[Saved entries]
★ ★ ★

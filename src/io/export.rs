//! CSV export for execution records.

use std::fs::File;
use std::io::{self, Write};
use std::path::Path;

use crate::sim::types::{ExecutionRecord, Outcome};

/// Column header for CSV record export.
const HEADER: &str = "time_s,equipment,event,outcome,state,power_w,\
                       pump_w,compressor_w,sensor_w,reason";

/// Exports execution records to a CSV file at the given path.
///
/// Writes a header row followed by one data row per record. Sub-load
/// columns are empty for equipment without a repartition; `reason` is
/// empty unless the event was rejected. Produces deterministic output for
/// identical inputs.
///
/// # Arguments
///
/// * `records` - Records in handling order
/// * `path` - Output file path
///
/// # Errors
///
/// Returns an `io::Error` if file creation or writing fails.
pub fn export_csv(records: &[ExecutionRecord], path: &Path) -> io::Result<()> {
    let file = File::create(path)?;
    let buf = io::BufWriter::new(file);
    write_csv(records, buf)
}

/// Writes execution records as CSV to any writer.
///
/// # Errors
///
/// Returns an `io::Error` if writing fails.
pub fn write_csv(records: &[ExecutionRecord], writer: impl Write) -> io::Result<()> {
    let mut wtr = csv::WriterBuilder::new().from_writer(writer);

    wtr.write_record(HEADER.split(',').map(str::trim))?;

    for r in records {
        let (pump, compressor, sensor) = match &r.repartition {
            Some(p) => (
                format!("{:.4}", p.pump_w),
                format!("{:.4}", p.compressor_w),
                format!("{:.4}", p.sensor_w),
            ),
            None => (String::new(), String::new(), String::new()),
        };
        let reason = match &r.outcome {
            Outcome::Rejected(reason) => reason.as_str(),
            _ => "",
        };
        wtr.write_record([
            format!("{:.3}", r.time.as_secs()).as_str(),
            r.equipment.as_str(),
            r.kind.as_str(),
            r.outcome.as_str(),
            r.state.as_str(),
            format!("{:.4}", r.power_w).as_str(),
            pump.as_str(),
            compressor.as_str(),
            sensor.as_str(),
            reason,
        ])?;
    }

    wtr.flush()?;
    Ok(())
}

★ ★ ★

[YOUR GOAL]
Which lines in the records above hold the string "event"? Copy each of them.

[RESPONSE BELOW]
const HEADER: &str = "time_s,equipment,event,outcome,state,power_w,\
/// empty unless the event was rejected. Produces deterministic output for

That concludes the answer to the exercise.